* **Exercise objective**
Scan the data below for the string "struct". Show every line where it turns up.

* **Data to process**
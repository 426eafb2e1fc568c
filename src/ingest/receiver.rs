use std::sync::Arc;
use std::sync::atomic::{AtomicU64, Ordering};

use serde::Serialize;
use tracing::{info, warn};

use super::repository::DatagramRepository;
use crate::model::Datagram;

/// Accepts datagrams pushed by vehicles and persists them.
///
/// Failures are reported to the caller as `false`, never as errors.
pub struct IngestReceiver {
    repository: Arc<DatagramRepository>,
    received: AtomicU64,
    rejected: AtomicU64,
}

#[derive(Debug, Clone, Copy, Default, Serialize)]
pub struct IngestSnapshot {
    pub received: u64,
    pub rejected: u64,
    pub persisted: u64,
}

impl IngestReceiver {
    pub fn new(repository: Arc<DatagramRepository>) -> Self {
        Self {
            repository,
            received: AtomicU64::new(0),
            rejected: AtomicU64::new(0),
        }
    }

    pub fn submit_datagram(&self, datagram: &Datagram) -> bool {
        match self.repository.save(datagram) {
            Ok(()) => {
                let received = self.received.fetch_add(1, Ordering::Relaxed) + 1;
                if received % 1000 == 0 {
                    info!(
                        received,
                        persisted = self.repository.total_saved(),
                        "Ingest progress"
                    );
                }
                true
            }
            Err(e) => {
                self.rejected.fetch_add(1, Ordering::Relaxed);
                warn!(bus_id = datagram.bus_id, error = %e, "Failed to persist datagram");
                false
            }
        }
    }

    pub fn snapshot(&self) -> IngestSnapshot {
        IngestSnapshot {
            received: self.received.load(Ordering::Relaxed),
            rejected: self.rejected.load(Ordering::Relaxed),
            persisted: self.repository.total_saved(),
        }
    }
}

* **Solved exercise**
pub struct IngestReceiver {
pub struct IngestSnapshot {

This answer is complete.